**BRIEF:** Gather up every line from the entries below that uses the word "quoted".
*** Opening of DATA FOR THIS TASK ***
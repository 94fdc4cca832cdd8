// SPDX-License-Identifier: Apache-2.0
// © James Ross Ω FLYING•ROBOTS <https://github.com/flyingrobots>
//! Cookie access port.
//!
//! Cart and session identifiers are issued by the server as cookies. Page
//! behaviors never read `document.cookie` themselves; they receive a
//! [`CookieStore`] so tests can substitute an in-memory store.

use std::collections::BTreeMap;

/// Read-only access to the cookies visible to the page.
pub trait CookieStore {
    /// Return the decoded value of cookie `name`, if present and valued.
    fn cookie(&self, name: &str) -> Option<String>;

    /// Like [`CookieStore::cookie`] but treats an empty value as absent.
    fn non_empty(&self, name: &str) -> Option<String> {
        self.cookie(name).filter(|value| !value.is_empty())
    }
}

impl<T: CookieStore + ?Sized> CookieStore for &T {
    fn cookie(&self, name: &str) -> Option<String> {
        (**self).cookie(name)
    }
}

/// Snapshot of a cookie header, parsed once.
#[derive(Debug, Clone, Default, PartialEq, Eq)]
pub struct CookieJar {
    entries: BTreeMap<String, Option<String>>,
}

impl CookieJar {
    /// Parse a `document.cookie` style header.
    ///
    /// Plain headers are `name=value` pairs separated by `;` or `,`. Names are
    /// trimmed on the left, values on the right, both percent-decoded, and a
    /// value wrapped in double quotes loses its quotes. A pair without `=`
    /// is recorded with no value. Headers opening with `$Version=1` use the
    /// RFC 2109 form: `$`-attributes are skipped and quoted values unescaped.
    pub fn parse(header: &str) -> Self {
        let entries = match strip_version_prefix(header) {
            Some(rest) => parse_rfc2109(rest),
            None => parse_plain(header),
        };
        Self { entries }
    }

    /// Number of named cookies.
    pub fn len(&self) -> usize {
        self.entries.len()
    }

    /// True when the header carried no named cookie.
    pub fn is_empty(&self) -> bool {
        self.entries.is_empty()
    }

    /// Iterate cookie names in sorted order.
    pub fn names(&self) -> impl Iterator<Item = &str> {
        self.entries.keys().map(String::as_str)
    }
}

impl CookieStore for CookieJar {
    fn cookie(&self, name: &str) -> Option<String> {
        self.entries.get(name).cloned().flatten()
    }
}

fn decode(raw: &str) -> String {
    urlencoding::decode(raw).map_or_else(|_| raw.to_string(), |cow| cow.into_owned())
}

fn parse_plain(header: &str) -> BTreeMap<String, Option<String>> {
    let mut entries = BTreeMap::new();
    for pair in header.split([';', ',']) {
        let (raw_name, raw_value) = match pair.split_once('=') {
            Some((name, value)) => (name, Some(value)),
            None => (pair, None),
        };
        let name = decode(raw_name.trim_start());
        if name.trim().is_empty() {
            continue;
        }
        let value = raw_value.map(|v| {
            let decoded = decode(v.trim_end());
            match decoded.strip_prefix('"') {
                // a lone quote has nothing to strip at the other end
                Some(inner) => inner
                    .strip_suffix('"')
                    .unwrap_or(inner)
                    .to_string(),
                None => decoded,
            }
        });
        entries.insert(name, value);
    }
    entries
}

fn strip_version_prefix(header: &str) -> Option<&str> {
    let trimmed = header.trim_start();
    let rest = trimmed.strip_prefix("$Version=")?;
    let rest = rest
        .strip_prefix("\"1\"")
        .or_else(|| rest.strip_prefix('1'))?;
    let rest = rest.trim_start().strip_prefix(';')?;
    Some(rest)
}

fn parse_rfc2109(rest: &str) -> BTreeMap<String, Option<String>> {
    let mut entries = BTreeMap::new();
    for pair in split_outside_quotes(rest) {
        let Some((name, value)) = pair.split_once('=') else {
            continue;
        };
        let name = name.trim();
        if name.is_empty() || name.starts_with('$') {
            continue;
        }
        let value = value.trim();
        let value = match value
            .strip_prefix('"')
            .and_then(|v| v.strip_suffix('"'))
        {
            Some(quoted) => unescape(quoted),
            None => value.to_string(),
        };
        entries.insert(name.to_string(), Some(value));
    }
    entries
}

fn split_outside_quotes(input: &str) -> Vec<&str> {
    let mut parts = Vec::new();
    let mut start = 0;
    let mut quoted = false;
    let mut escaped = false;
    for (i, ch) in input.char_indices() {
        match ch {
            _ if escaped => escaped = false,
            '\\' if quoted => escaped = true,
            '"' => quoted = !quoted,
            ';' | ',' if !quoted => {
                parts.push(&input[start..i]);
                start = i + 1;
            }
            _ => {}
        }
    }
    parts.push(&input[start..]);
    parts
}

fn unescape(quoted: &str) -> String {
    let mut out = String::with_capacity(quoted.len());
    let mut chars = quoted.chars();
    while let Some(ch) = chars.next() {
        if ch == '\\' {
            if let Some(next) = chars.next() {
                out.push(next);
            }
        } else {
            out.push(ch);
        }
    }
    out
}

#[allow(clippy::unwrap_used)]
#[cfg(test)]
mod tests {
    use super::*;

    #[test]
    fn parses_plain_pairs() {
        let jar = CookieJar::parse("cart_count=3; cart_total=%E2%82%B9%20120; full_name=Ada");
        assert_eq!(jar.cookie("cart_count").as_deref(), Some("3"));
        assert_eq!(jar.cookie("cart_total").as_deref(), Some("₹ 120"));
        assert_eq!(jar.cookie("full_name").as_deref(), Some("Ada"));
        assert_eq!(jar.len(), 3);
    }

    #[test]
    fn strips_surrounding_quotes() {
        let jar = CookieJar::parse(r#"cart_items="[{\"item_code\":\"A\"}]""#);
        assert_eq!(
            jar.cookie("cart_items").as_deref(),
            Some(r#"[{\"item_code\":\"A\"}]"#)
        );
    }

    #[test]
    fn keeps_equals_inside_value() {
        let jar = CookieJar::parse("token=abc==; x=1");
        assert_eq!(jar.cookie("token").as_deref(), Some("abc=="));
    }

    #[test]
    fn pair_without_value_is_present_but_unvalued() {
        let jar = CookieJar::parse("flag; a=1");
        assert_eq!(jar.cookie("flag"), None);
        assert!(jar.names().any(|n| n == "flag"));
    }

    #[test]
    fn empty_header_has_no_cookies() {
        assert!(CookieJar::parse("").is_empty());
        assert!(CookieJar::parse(" ; ").is_empty());
    }

    #[test]
    fn non_empty_treats_blank_as_missing() {
        let jar = CookieJar::parse("cart_count=; cart_total=5");
        assert_eq!(jar.cookie("cart_count").as_deref(), Some(""));
        assert_eq!(jar.non_empty("cart_count"), None);
        assert_eq!(jar.non_empty("cart_total").as_deref(), Some("5"));
    }

    #[test]
    fn parses_rfc2109_header() {
        let jar = CookieJar::parse(
            r#"$Version="1"; sid="a\"b;c"; $Path="/"; user_id=guest"#,
        );
        assert_eq!(jar.cookie("sid").as_deref(), Some("a\"b;c"));
        assert_eq!(jar.cookie("user_id").as_deref(), Some("guest"));
        assert_eq!(jar.cookie("$Path"), None);
    }

    #[test]
    fn borrowed_store_delegates() {
        let jar = CookieJar::parse("a=1");
        let store: &dyn CookieStore = &jar;
        assert_eq!((&store).cookie("a").as_deref(), Some("1"));
    }
}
*** Close of DATA FOR THIS TASK ***
**YOUR SOLUTION:**
    /// RFC 2109 form: `$`-attributes are skipped and quoted values unescaped.
            Some(quoted) => unescape(quoted),
    let mut quoted = false;
            '\\' if quoted => escaped = true,
            '"' => quoted = !quoted,
            ';' | ',' if !quoted => {
fn unescape(quoted: &str) -> String {
    let mut out = String::with_capacity(quoted.len());
    let mut chars = quoted.chars();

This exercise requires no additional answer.